After the recent referendum, with a general election looming and a Scottish election next year, I’ve been pondering on the role of companies in the political process. This has led me to an interesting question: should companies be able to vote in elections and referendums?
The idea that those who pay tax should have a say in what the taxes are and how they are spent is fundamental to democracy. One of the first concrete expressions of this idea was the Magna Carta, which is 800 years old this year. The slogan “Taxation without Representation is Tyranny” drove the American Revolution. It is an idea that, along with universal suffrage, has shaped the modern world.
When companies as we know them today first became common (following the Joint Stock Companies Act of 1856) the formation of a company created a new entity equivalent in many ways to a person – it had its own identity, liabilities and ability to enter into contracts. Although owned by shareholders, the liability of shareholders and directors was limited – a big distinction from earlier partnerships.
Now companies pay a number of taxes directly, including business rates, corporation tax, some VAT, employers national insurance contributions and import duties. Companies however have no representation.
I’m not talking about the giant global companies that avoid tax and spend vast amounts lobbying governments and appointing politicians to their boards. This needs to be fixed – a frightening amount of what they do is legal and both the zeitgeist and common sense say this needs to be changed (Lobby your MP not your Barista at Starbucks). However, the debate about these companies often says they need to be “better citizens“, and isn’t a characteristic of a citizen that they get the vote?
Most companies aren’t Starbucks or Google anyway. According to the ONS (Office of National Statistics) in 2014 the UK had over 5 million SMEs that employed 15.2 million people and had a combined turnover of £1.6 trillion. Why shouldn’t these companies have a say in how they are taxed, how those taxes are spent, and all the other affairs of government? After all, they pay taxes, and “taxation without representation is tyranny”.
With a total of 5.2 million companies in the UK, these companies could wield substantial political clout if each had a vote. That’s only a little bit less than the population of Scotland. Does that sound disproportionate?
Personally I like the idea of companies having a vote. My voting behaviour as a person would probably shift to the left if I wasn’t also considering my business life. My business however would tend to vote more centrist or a little to the right. If I am in any way typical (and who knows if I am) then we might get some interesting and much needed diversity in politics – especially in an era of coalition governments…
There would clearly be a huge number of practicalities to sort out. In a constituency based system where does the vote count (avoidable with proportional representation, but that’s a separate issue)? How do you prevent people registering companies simply to “buy” more votes? Should bigger companies have more than one vote to reflect their scale? Should companies be represented by separate MPs? Who decides how the company votes? How does a company cast its ballot?
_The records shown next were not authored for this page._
//! Nutrisys MCP Server Implementation
//!
//! Exposes the calculator, patient records, catalogs and plans as MCP tools.

use std::path::PathBuf;
use std::sync::Arc;

use rmcp::handler::server::router::tool::ToolRouter;
use rmcp::handler::server::wrapper::Parameters;
use rmcp::model::{
    CallToolResult, Content, Implementation, ProtocolVersion, ServerCapabilities, ServerInfo,
};
use rmcp::{schemars, tool, tool_handler, tool_router, ErrorData as McpError, ServerHandler};
use serde::Deserialize;
use tokio::sync::Mutex;

use crate::calc::{
    Circumferences, Clock, IdGenerator, MacroDistribution, MeasurementInput, Skinfolds,
};
use crate::db::{migrations, Database};
use crate::models::{DietaryAssessment, Lifestyle, Meal, MedicalHistory, Nutrition, Prescription};
use crate::tools::diets::{DietChanges, DietForm};
use crate::tools::exercises::{ExerciseChanges, ExerciseForm};
use crate::tools::foods::{FoodChanges, FoodForm};
use crate::tools::patients::PatientForm;
use crate::tools::routines::{RoutineChanges, RoutineForm};
use crate::tools::status::StatusTracker;
use crate::tools::{calculator, dashboard, diets, exercises, foods, patients, routines};

/// Nutrisys MCP Service
#[derive(Clone)]
pub struct NutrisysService {
    status_tracker: Arc<Mutex<StatusTracker>>,
    database: Database,
    ids: Arc<dyn IdGenerator>,
    clock: Arc<dyn Clock>,
    tool_router: ToolRouter<NutrisysService>,
}

impl NutrisysService {
    pub fn new(
        database_path: PathBuf,
        database: Database,
        ids: Arc<dyn IdGenerator>,
        clock: Arc<dyn Clock>,
    ) -> Self {
        Self {
            status_tracker: Arc::new(Mutex::new(StatusTracker::new(database_path))),
            database,
            ids,
            clock,
            tool_router: Self::tool_router(),
        }
    }
}

// ============================================================================
// Measurement Parameter Structs
// ============================================================================

#[derive(Debug, Default, Deserialize, schemars::JsonSchema)]
pub struct SkinfoldParams {
    /// Triceps skinfold in mm
    pub triceps_mm: Option<f64>,
    /// Subscapular skinfold in mm
    pub subscapular_mm: Option<f64>,
    /// Suprailiac skinfold in mm
    pub suprailiac_mm: Option<f64>,
    /// Abdominal skinfold in mm
    pub abdominal_mm: Option<f64>,
    /// Thigh skinfold in mm
    pub thigh_mm: Option<f64>,
    /// Calf skinfold in mm
    pub calf_mm: Option<f64>,
    /// Chest skinfold in mm (male 3-site sum)
    pub chest_mm: Option<f64>,
}

impl From<SkinfoldParams> for Skinfolds {
    fn from(p: SkinfoldParams) -> Self {
        Self {
            triceps: p.triceps_mm,
            subscapular: p.subscapular_mm,
            suprailiac: p.suprailiac_mm,
            abdominal: p.abdominal_mm,
            thigh: p.thigh_mm,
            calf: p.calf_mm,
            chest: p.chest_mm,
        }
    }
}

#[derive(Debug, Default, Deserialize, schemars::JsonSchema)]
pub struct MeasurementParams {
    /// Body weight in kg (required)
    pub weight_kg: Option<f64>,
    /// Height in cm (required)
    pub height_cm: Option<f64>,
    /// Waist circumference in cm
    pub waist_cm: Option<f64>,
    /// Hip circumference in cm
    pub hip_cm: Option<f64>,
    /// Neck circumference in cm
    pub neck_cm: Option<f64>,
    /// Arm circumference in cm
    pub arm_cm: Option<f64>,
    /// Thigh circumference in cm
    pub thigh_cm: Option<f64>,
    /// Calf circumference in cm
    pub calf_cm: Option<f64>,
    /// Chest circumference in cm
    pub chest_cm: Option<f64>,
    #[serde(flatten)]
    pub skinfolds: SkinfoldParams,
    /// Measured body fat %, overrides the Navy estimate
    pub body_fat_percent: Option<f64>,
    /// Measured lean mass in kg
    pub lean_mass_kg: Option<f64>,
    /// Measured waist/hip ratio
    pub waist_hip_ratio: Option<f64>,
}

impl From<MeasurementParams> for MeasurementInput {
    fn from(p: MeasurementParams) -> Self {
        Self {
            id: None,
            timestamp: None,
            weight_kg: p.weight_kg,
            height_cm: p.height_cm,
            circumferences: Circumferences {
                waist: p.waist_cm,
                hip: p.hip_cm,
                neck: p.neck_cm,
                arm: p.arm_cm,
                thigh: p.thigh_cm,
                calf: p.calf_cm,
                chest: p.chest_cm,
            },
            skinfolds: p.skinfolds.into(),
            body_fat_percent: p.body_fat_percent,
            lean_mass_kg: p.lean_mass_kg,
            waist_hip_ratio: p.waist_hip_ratio,
        }
    }
}

/// JSON body for a lookup that found nothing
fn not_found(what: &str, id: &str) -> serde_json::Value {
    serde_json::json!({ "error": format!("{} not found", what), "id": id })
}

/// Build a macro split only when all three percentages are given
fn macro_split(
    protein: Option<u8>,
    carbs: Option<u8>,
    fat: Option<u8>,
) -> Result<Option<MacroDistribution>, McpError> {
    match (protein, carbs, fat) {
        (None, None, None) => Ok(None),
        (Some(protein), Some(carbs), Some(fat)) => Ok(Some(MacroDistribution { protein, carbs, fat })),
        _ => Err(McpError::invalid_params(
            "protein_percent, carbs_percent and fat_percent must be given together",
            None,
        )),
    }
}

// ============================================================================
// Calculator Parameter Structs
// ============================================================================

#[derive(Debug, Deserialize, schemars::JsonSchema)]
pub struct CalculateMeasurementsParams {
    /// Age in years
    pub age: u32,
    /// male or female
    pub sex: String,
    /// sedentary, light, moderate, active or very_active
    pub activity_level: String,
    #[serde(flatten)]
    pub measurements: MeasurementParams,
}

#[derive(Debug, Deserialize, schemars::JsonSchema)]
pub struct ClassifyBmiParams {
    /// BMI value
    pub bmi: f64,
}

#[derive(Debug, Deserialize, schemars::JsonSchema)]
pub struct GoalTargetsParams {
    /// Total daily energy expenditure in kcal
    pub tdee: f64,
    /// Goal label; unknown labels get maintenance targets
    pub goal: String,
}

#[derive(Debug, Deserialize, schemars::JsonSchema)]
pub struct SkinfoldBodyFatParams {
    /// Age in years
    pub age: u32,
    /// male or female
    pub sex: String,
    #[serde(flatten)]
    pub skinfolds: SkinfoldParams,
}

// ============================================================================
// Patient Parameter Structs
// ============================================================================

#[derive(Debug, Deserialize, schemars::JsonSchema)]
pub struct PatientProfileParams {
    pub first_name: String,
    pub last_name: String,
    /// male or female
    pub sex: String,
    /// Age in years (> 0)
    pub age: u32,
    /// sedentary, light, moderate, active or very_active
    pub activity_level: String,
    /// YYYY-MM-DD
    pub birth_date: Option<String>,
    pub phone: Option<String>,
    pub email: Option<String>,
    pub occupation: Option<String>,
    #[serde(default)]
    pub chronic_conditions: Vec<String>,
    #[serde(default)]
    pub allergies: Vec<String>,
    #[serde(default)]
    pub current_medications: Vec<String>,
    #[serde(default)]
    pub past_surgeries: Vec<String>,
    pub family_history: Option<String>,
    #[serde(default)]
    pub drinks_alcohol: bool,
    pub alcohol_frequency: Option<String>,
    #[serde(default)]
    pub smoker: bool,
    pub cigarettes_per_day: Option<u32>,
    pub sleep_hours: Option<f64>,
    /// 1 (low) to 10 (high)
    pub stress_level: Option<u8>,
    /// reduce_weight, gain_weight, cut_define, gain_muscle, maintain or cardiovascular
    pub goal: Option<String>,
    pub target_weight_kg: Option<f64>,
    pub target_body_fat_percent: Option<f64>,
    /// YYYY-MM-DD
    pub target_date: Option<String>,
    pub goal_notes: Option<String>,
    /// Free-text 24-hour dietary recall
    pub recall_24h: Option<String>,
    pub intake_frequency: Option<String>,
    #[serde(default)]
    pub food_preferences: Vec<String>,
    #[serde(default)]
    pub food_dislikes: Vec<String>,
    #[serde(default)]
    pub dietary_restrictions: Vec<String>,
}

impl From<PatientProfileParams> for PatientForm {
    fn from(p: PatientProfileParams) -> Self {
        Self {
            first_name: p.first_name,
            last_name: p.last_name,
            sex: p.sex,
            age: p.age,
            activity_level: p.activity_level,
            birth_date: p.birth_date,
            phone: p.phone,
            email: p.email,
            occupation: p.occupation,
            medical_history: MedicalHistory {
                chronic_conditions: p.chronic_conditions,
                allergies: p.allergies,
                current_medications: p.current_medications,
                past_surgeries: p.past_surgeries,
                family_history: p.family_history,
            },
            lifestyle: Lifestyle {
                drinks_alcohol: p.drinks_alcohol,
                alcohol_frequency: p.alcohol_frequency,
                smoker: p.smoker,
                cigarettes_per_day: p.cigarettes_per_day,
                sleep_hours: p.sleep_hours,
                stress_level: p.stress_level,
            },
            goal: p.goal,
            target_weight_kg: p.target_weight_kg,
            target_body_fat_percent: p.target_body_fat_percent,
            target_date: p.target_date,
            goal_notes: p.goal_notes,
            dietary_assessment: DietaryAssessment {
                recall_24h: p.recall_24h,
                intake_frequency: p.intake_frequency,
                preferences: p.food_preferences,
                dislikes: p.food_dislikes,
                restrictions: p.dietary_restrictions,
            },
        }
    }
}

#[derive(Debug, Deserialize, schemars::JsonSchema)]
pub struct SavePatientParams {
    /// Existing patient ID to update; omit to register a new patient
    pub id: Option<String>,
    #[serde(flatten)]
    pub profile: PatientProfileParams,
    #[serde(flatten)]
    pub measurements: MeasurementParams,
}

#[derive(Debug, Deserialize, schemars::JsonSchema)]
pub struct PatientIdParams {
    /// Patient ID
    pub id: String,
}

#[derive(Debug, Deserialize, schemars::JsonSchema)]
pub struct ListPatientsParams {
    /// Case-insensitive match on first or last name (optional)
    pub query: Option<String>,
}

#[derive(Debug, Deserialize, schemars::JsonSchema)]
pub struct AddConsultationNoteParams {
    /// Patient ID
    pub patient_id: String,
    /// Note text (required)
    pub note: String,
    /// Weight at the consultation; defaults to the current measurement
    pub weight_kg: Option<f64>,
    pub observations: Option<String>,
}

#[derive(Debug, Deserialize, schemars::JsonSchema)]
pub struct AssignDietParams {
    /// Patient ID
    pub patient_id: String,
    /// Diet ID; omit to clear the assignment
    pub diet_id: Option<String>,
}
I’m not sure giving companies a vote is the right answer, but I do think that it’s time the relationship between companies, the state and the rest of the population moved on from where it is now. Smarter people than me will figure out how to fix it, but I do know that a Google Tax is not a solution, or even a sticking plaster. Will Hutton’s article British capitalism is broken. Here’s how to fix it has some big ideas and having heard him speak recently at the Scotland CANDO assembly I find myself agreeing with him on at least some of them.
Sadly it seems the next Westminster election is once again unlikely to feature any manifesto (from a major party) offering fundamental reforms. There don’t seem to be any “big ideas” in British politics at the moment, and while there may be some “big ideas” in Scotland they are tied up in the Independence debate, which to me is a whole separate issue.